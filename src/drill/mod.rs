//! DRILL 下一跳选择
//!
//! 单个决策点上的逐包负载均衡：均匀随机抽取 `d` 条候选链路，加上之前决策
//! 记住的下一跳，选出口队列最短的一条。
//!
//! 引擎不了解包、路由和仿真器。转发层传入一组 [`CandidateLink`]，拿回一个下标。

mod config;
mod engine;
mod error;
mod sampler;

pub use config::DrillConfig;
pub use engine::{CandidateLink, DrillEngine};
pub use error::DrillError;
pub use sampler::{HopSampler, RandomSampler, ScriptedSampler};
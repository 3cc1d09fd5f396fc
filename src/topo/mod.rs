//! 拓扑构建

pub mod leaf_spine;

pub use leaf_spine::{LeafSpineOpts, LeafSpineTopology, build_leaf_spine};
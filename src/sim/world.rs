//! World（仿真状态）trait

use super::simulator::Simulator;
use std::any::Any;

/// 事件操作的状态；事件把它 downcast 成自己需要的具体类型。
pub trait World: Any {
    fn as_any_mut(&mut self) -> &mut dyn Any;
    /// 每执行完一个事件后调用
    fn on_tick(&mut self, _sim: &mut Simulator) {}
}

_ _ _ _ _ _ _

• ACTIVITY
Print all the records precisely.

• THE COMPLETED TASK
filename src/drill/mod.rs
//! DRILL 下一跳选择
//!
//! 单个决策点上的逐包负载均衡：均匀随机抽取 `d` 条候选链路，加上之前决策
//! 记住的下一跳，选出口队列最短的一条。
//!
//! 引擎不了解包、路由和仿真器。转发层传入一组 [`CandidateLink`]，拿回一个下标。

mod config;
mod engine;
mod error;
mod sampler;

pub use config::DrillConfig;
pub use engine::{CandidateLink, DrillEngine};
pub use error::DrillError;
pub use sampler::{HopSampler, RandomSampler, ScriptedSampler};
repository 3cc1d09fd5f396fc
filename src/topo/mod.rs
//! 拓扑构建

pub mod leaf_spine;

pub use leaf_spine::{LeafSpineOpts, LeafSpineTopology, build_leaf_spine};
filename src/sim/world.rs
//! World（仿真状态）trait

use super::simulator::Simulator;
use std::any::Any;

/// 事件操作的状态；事件把它 downcast 成自己需要的具体类型。
pub trait World: Any {
    fn as_any_mut(&mut self) -> &mut dyn Any;
    /// 每执行完一个事件后调用
    fn on_tick(&mut self, _sim: &mut Simulator) {}
}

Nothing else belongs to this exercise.